Thursday, April 15, 2010

balancing terror and wonder

i read somewhere once upon a lifetime when i was eighteen and searching for an epiphany* that the art of living involved balancing the terror of being a man with the wonder of being a man. the very idea of living is of course gendered. (but what isn't?) nonetheless, i found the concept of balancing appealing. why i recall this now i am not sure except that i have been meaning to write for some time partially because i seem to be suspended between the terror and wonder, the highs and lows.

so, terror.

gao zhisheng has been released. yet his spirit seems crushed. which makes me at once want to weep and also fight. i shudder to think what the chinese authorities did to him this time. burning cigarettes on his eyeballs and electric shocks to his genitals were not enough to break him, insufficient torture to compel him to cease his pursuit of justice and rights in china. now he says that he no longer has the capacity to persevere.

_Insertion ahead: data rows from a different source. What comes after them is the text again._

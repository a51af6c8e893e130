use crate::domain::graph::{DirectedGraph, SccResult};
use crate::domain::traits::SccSolver;
use crate::domain::vertex::{VertexId, VertexName};
use crate::usecase::event::AppEvent;
use crate::usecase::stats::AnalyzeStats;
use anyhow::{Context, Result};
use tokio::sync::mpsc;

/// Everything the two Kosaraju passes produced for one graph.
#[derive(Debug, Clone)]
pub struct SccReport {
    pub original_adjacency: Vec<String>,
    pub reversed_adjacency: Vec<String>,
    /// Decreasing finish time on the reversed graph.
    pub finish_order: Vec<VertexName>,
    pub result: SccResult,
}

impl SccReport {
    /// Text rendering, one section per stage.
    pub fn render_text(&self) -> String {
        let mut out = String::new();

        out.push_str("=== Original Graph (Adjacency) ===\n");
        for line in &self.original_adjacency {
            out.push_str(line);
            out.push('\n');
        }

        out.push_str("\n=== Reversed Graph (Adjacency) ===\n");
        for line in &self.reversed_adjacency {
            out.push_str(line);
            out.push('\n');
        }

        out.push_str("\n=== Finish Order on Reversed Graph (desc) ===\n");
        out.push_str(&format_names(&self.finish_order));
        out.push('\n');

        out.push_str("\n=== Strongly Connected Components (Kosaraju) ===\n");
        for (i, comp) in self.result.components.iter().enumerate() {
            out.push_str(&format!("SCC #{}: {}\n", i + 1, format_names(comp)));
        }

        out
    }
}

/// `[A, B, C]`
pub fn format_names(names: &[VertexName]) -> String {
    let parts: Vec<&str> = names.iter().map(VertexName::as_str).collect();
    format!("[{}]", parts.join(", "))
}

pub async fn analyze_graph(
    graph: &DirectedGraph,
    solver: &dyn SccSolver,
    sink: Option<mpsc::Sender<AppEvent>>,
) -> Result<(SccReport, AnalyzeStats)> {
    let mut stats = AnalyzeStats {
        vertices: graph.vertex_count(),
        edges: graph.edge_count(),
        self_loops: (0..graph.vertex_count())
            .filter(|&i| graph.has_self_loop(VertexId(i)))
            .count(),
        ..AnalyzeStats::default()
    };

    emit(
        &sink,
        AppEvent::GraphLoaded {
            vertices: stats.vertices,
            edges: stats.edges,
        },
    )
    .await;

    emit(
        &sink,
        AppEvent::PhaseStarted {
            name: "reverse".into(),
        },
    )
    .await;
    let reversed = graph.reverse();
    emit(
        &sink,
        AppEvent::GraphReversed {
            vertices: reversed.vertex_count(),
            edges: reversed.edge_count(),
        },
    )
    .await;
    emit(
        &sink,
        AppEvent::PhaseFinished {
            name: "reverse".into(),
        },
    )
    .await;

    emit(
        &sink,
        AppEvent::PhaseStarted {
            name: "finish_order".into(),
        },
    )
    .await;
    let finish_order = reversed.finish_order();
    emit(
        &sink,
        AppEvent::FinishOrderComputed {
            order: finish_order.clone(),
        },
    )
    .await;
    emit(
        &sink,
        AppEvent::PhaseFinished {
            name: "finish_order".into(),
        },
    )
    .await;

    emit(&sink, AppEvent::PhaseStarted { name: "scc".into() }).await;
    let result = solver
        .compute(graph, &finish_order)
        .context("collecting components")?;
    emit(
        &sink,
        AppEvent::SccComputed {
            vertices: stats.vertices,
            edges: stats.edges,
            components: result.len(),
            cyclic_components: result.cyclic_count(),
        },
    )
    .await;
    for (index, (members, &cyclic)) in result
        .components
        .iter()
        .zip(result.cyclic_component.iter())
        .enumerate()
    {
        emit(
            &sink,
            AppEvent::ComponentFound {
                index,
                members: members.clone(),
                cyclic,
            },
        )
        .await;
    }
    emit(&sink, AppEvent::PhaseFinished { name: "scc".into() }).await;

    stats.components = result.len();
    stats.cyclic_components = result.cyclic_count();
    stats.largest_component = result.largest_component();

    emit(
        &sink,
        AppEvent::Finished {
            stats: stats.clone(),
        },
    )
    .await;

    let report = SccReport {
        original_adjacency: graph.adjacency_lines(),
        reversed_adjacency: reversed.adjacency_lines(),
        finish_order,
        result,
    };

    Ok((report, stats))
}

async fn emit(sink: &Option<mpsc::Sender<AppEvent>>, ev: AppEvent) {
    if let Some(tx) = sink {
        let _ = tx.send(ev).await;
    }
}

#[cfg(test)]
mod tests {
    use super::*;
    use crate::domain::error::SccError;
    use crate::infrastructure::scc_kosaraju::KosarajuSccSolver;
    use crate::usecase::sample::sample_graph;

    struct ShortOrderSolver;

    impl SccSolver for ShortOrderSolver {
        fn compute(
            &self,
            graph: &DirectedGraph,
            order: &[VertexName],
        ) -> Result<SccResult, SccError> {
            KosarajuSccSolver.compute(graph, &order[1..])
        }
    }

    #[tokio::test]
    async fn sample_report_renders_every_section() {
        let g = sample_graph();
        let (report, stats) = analyze_graph(&g, &KosarajuSccSolver, None)
            .await
            .expect("analyze");

        assert_eq!(stats.vertices, 8);
        assert_eq!(stats.edges, 10);
        assert_eq!(stats.self_loops, 0);
        assert_eq!(stats.components, 4);
        assert_eq!(stats.cyclic_components, 3);
        assert_eq!(stats.largest_component, 3);

        let text = report.render_text();
        assert!(text.starts_with("=== Original Graph (Adjacency) ===\nA -> [B]\n"));
        assert!(text.contains("C -> [A, D]\n"));
        assert!(text.contains("=== Reversed Graph (Adjacency) ===\nA -> [C]\n"));
        assert!(text.contains("[H, F, G, D, E, A, C, B]\n"));
        assert!(text.contains("SCC #1: [H]\n"));
        assert!(text.ends_with("SCC #4: [A, B, C]\n"));
    }

    #[tokio::test]
    async fn events_follow_phase_order() {
        let g = sample_graph();
        let (tx, mut rx) = mpsc::channel::<AppEvent>(64);

        analyze_graph(&g, &KosarajuSccSolver, Some(tx))
            .await
            .expect("analyze");

        let mut kinds = Vec::new();
        while let Some(ev) = rx.recv().await {
            let v = serde_json::to_value(&ev).expect("serialize");
            kinds.push(v["type"].as_str().unwrap_or_default().to_string());
        }

        assert_eq!(kinds.first().map(String::as_str), Some("GraphLoaded"));
        assert_eq!(kinds.last().map(String::as_str), Some("Finished"));
        assert_eq!(kinds.iter().filter(|k| *k == "ComponentFound").count(), 4);
        let reversed = kinds.iter().position(|k| k == "GraphReversed").unwrap();
        let finished = kinds.iter().position(|k| k == "FinishOrderComputed").unwrap();
        let scc = kinds.iter().position(|k| k == "SccComputed").unwrap();
        assert!(reversed < finished && finished < scc);
    }

    #[tokio::test]
    async fn solver_precondition_failure_propagates() {
        let g = sample_graph();
        let err = analyze_graph(&g, &ShortOrderSolver, None)
            .await
            .unwrap_err();
        assert!(err.to_string().contains("collecting components"));
        assert!(err.downcast_ref::<SccError>().is_some());
    }

    #[test]
    fn format_names_matches_list_style() {
        assert_eq!(format_names(&[]), "[]");
        assert_eq!(
            format_names(&[VertexName::from("A"), VertexName::from("B")]),
            "[A, B]"
        );
    }
}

http://www.nytimes.com/2010/04/08/world/asia/08dissident.html?scp=5&sq=gao%20zhisheng&st=cse

the saddest line to me in that piece is the description of his returning home and seeing his family's shoes. (they fled china after his last disappearance and have received political asylum in the US.) but what is perhaps most devastating is this:
“You know that past life of mine was abnormal, and I need to give up that former life,” he said. “I hope I can become part of the peaceful life of the big family.”

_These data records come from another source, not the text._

//! System-model contract and plugin loading for Sift.
//!
//! The assimilation engine is model-agnostic: anything implementing
//! [`Model`] can be advanced by the prediction driver or used to
//! generate twin-experiment truth trajectories. The engine depends only
//! on the trait; where instances come from is a capability boundary
//! behind [`ModelSource`], with two providers:
//!
//! - [`ModelRegistry`] — an in-process name → constructor map, used by
//!   tests and embedders;
//! - [`DynamicLoader`] — resolves a logical name against a search path
//!   and loads a shared library exporting the [`MODEL_ENTRY_POINT`]
//!   factory (emitted by [`export_model!`]).

#![deny(missing_docs)]
#![deny(rustdoc::broken_intra_doc_links)]

mod error;
mod loader;
mod model;
mod source;

pub use error::{LoadError, ModelError};
pub use loader::{DynamicLoader, ModelConstructor, MODEL_ENTRY_POINT, MODEL_PATH_ENV};
pub use model::{Model, Phase, StepContext};
pub use source::{ModelHandle, ModelRegistry, ModelSource};

/// Emit the factory export a dynamically loaded model library needs.
///
/// Expands to an `extern "C"` function named after
/// [`MODEL_ENTRY_POINT`] returning the model boxed behind a `c_void`
/// pointer (trait-object pointers are not FFI-stable, so the trait
/// object is double-boxed). The loader reverses the dance.
///
/// ```
/// use sift_model::{export_model, Model, ModelError, StepContext};
///
/// #[derive(Default)]
/// struct Decay;
///
/// impl Model for Decay {
///     fn predict(
///         &mut self,
///         state: &mut [f64],
///         noise: &[f64],
///         _ctx: &StepContext,
///     ) -> Result<(), ModelError> {
///         for (x, w) in state.iter_mut().zip(noise) {
///             *x = 0.5 * *x + w;
///         }
///         Ok(())
///     }
/// }
///
/// export_model!(Decay::default());
/// ```
#[macro_export]
macro_rules! export_model {
    ($constructor:expr) => {
        #[no_mangle]
        pub extern "C" fn sift_model_create() -> *mut ::std::ffi::c_void {
            let model: ::std::boxed::Box<dyn $crate::Model> = ::std::boxed::Box::new($constructor);
            ::std::boxed::Box::into_raw(::std::boxed::Box::new(model)) as *mut ::std::ffi::c_void
        }
    };
}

his saying that being a human rights lawyer or defending the legal rights of vulnerable groups is "abnormal" makes my heart sink. even more so the idea that he can now join the peaceful (harmonious!) life of the big family of the chinese state at the expense of losing his own family. although i hope that they will be able to be reunited somehow.... the brutality of this government, and the seemingly willful blindness to its darker side by so many, is literally terrifying.

there have been some other dark moments this week related to the ever-tightening space in which international organizations such of ours can operate; government scrutiny and suppression of public interest-oriented work and civil society. i can say no more, but it was certainly disconcerting.

so, wonder.

my parents came for a visit and i cooked a spring feast for them and my chinese parents and others. our families' lives have been intertwined for seventeen years and inexorably altered as a result. feeding them all in my new home was incredibly joyful. even if the dinner conversation turned bloody while my chinese mum and landlady swapped tiananmen stories.

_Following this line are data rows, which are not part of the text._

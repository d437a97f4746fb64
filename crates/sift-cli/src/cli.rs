//! Argument definitions for the `sift` binary.

use std::path::PathBuf;

use clap::{Parser, Subcommand};

/// Sequential data assimilation over JSON snapshots.
#[derive(Debug, Parser)]
#[command(name = "sift", version, about, long_about = None)]
pub struct Cli {
    #[command(subcommand)]
    pub command: Command,
}

/// One subcommand per assimilation operation.
#[derive(Debug, Subcommand)]
pub enum Command {
    /// Provide initial distribution.
    Init(InitArgs),
    /// Prediction step for an ensemble member.
    Predict(PredictArgs),
    /// Generate observation data for twin experiment.
    Obsgen(ObsgenArgs),
    /// Filter state vectors with observation data.
    Filter(FilterArgs),
}

#[derive(Debug, clap::Args)]
pub struct InitArgs {
    /// Input parameter json files; later files override earlier keys.
    #[arg(long, required = true, num_args = 1..)]
    pub param: Vec<String>,

    /// Output directory.
    #[arg(long, default_value = "output")]
    pub output: PathBuf,

    /// Overwrite existing files.
    #[arg(long)]
    pub force: bool,
}

#[derive(Debug, clap::Args)]
pub struct PredictArgs {
    /// Input state json file.
    #[arg(long)]
    pub state: PathBuf,

    /// Input parameter json files; later files override earlier keys.
    #[arg(long, required = true, num_args = 1..)]
    pub param: Vec<String>,

    /// System model name or library path.
    #[arg(long)]
    pub model: String,

    /// Model option json file.
    #[arg(long)]
    pub model_option: Option<PathBuf>,

    /// Output directory.
    #[arg(long, default_value = "output")]
    pub output: PathBuf,

    /// Overwrite existing files.
    #[arg(long)]
    pub force: bool,
}

#[derive(Debug, clap::Args)]
pub struct ObsgenArgs {
    /// Input parameter json files; later files override earlier keys.
    #[arg(long, required = true, num_args = 1..)]
    pub param: Vec<String>,

    /// System model name or library path.
    #[arg(long)]
    pub model: String,

    /// Model option json file.
    #[arg(long)]
    pub model_option: Option<PathBuf>,

    /// Output directory.
    #[arg(long, default_value = "output")]
    pub output: PathBuf,

    /// Overwrite existing files.
    #[arg(long)]
    pub force: bool,
}

#[derive(Debug, clap::Args)]
pub struct FilterArgs {
    /// Input state files: a filename or a pattern with one integer
    /// placeholder for the member id (e.g. run_%04d_000001_000000.json).
    #[arg(long)]
    pub state: String,

    /// Input parameter json files; later files override earlier keys.
    #[arg(long, required = true, num_args = 1..)]
    pub param: Vec<String>,

    /// Input observation json file.
    #[arg(long)]
    pub obs: PathBuf,

    /// Filter algorithm.
    #[arg(long, default_value = "enkf")]
    pub filter: String,

    /// Output directory.
    #[arg(long, default_value = "output")]
    pub output: PathBuf,

    /// Overwrite existing files.
    #[arg(long)]
    pub force: bool,
}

i also had a great work trip to changsha to check in on one of our programs focused on providing training to police on intervening in domestic violence cases. i rode in a chinese police car for the first time with an incredibly thoughtful and remarkable local precinct chief who has really embraced improving the police response to domestic violence and made it a priority. he described how he was able to have the local procuratorate bring charges against a man he had known was abusing his wife for years after one beating left her with a broken nose and other injuries that rose to the level of "light injury" and therefore sufficient for an assault charge under the criminal code. domestic violence is not a separate crime in china and unfortunately it is common for police to respond to cases of violence between intimate partners by treating them as "family matters" or "domestic disputes". if the same incident had happened between strangers on the street, it would be an assault and charges would be brought, but because it is a man beating his wife, it is seen as just the way of things and not needing police involvement. that is why it was so heartening to hear this officer discuss his approach to his work. he told the woman to think of him and his police force as part of her family and there to protect her.

i realize i've just unwittingly echoed the "big family" remark. ironic how the same way of describing how an individual relates to her community or country can be suppressive or protective. context is all. or, more accurately, balance.


*being eighteen i believed that one could seek epiphanies, obstinately ignoring the truth that epiphanies are by their very nature ephemeral and gossamer things which cannot be grasped. then again, one epiphany i've had since then is that nothing that matters or endures can be grasped. anything worth holding onto seems ungraspable. and therein is life's greatest lesson. (she says in a footnote.)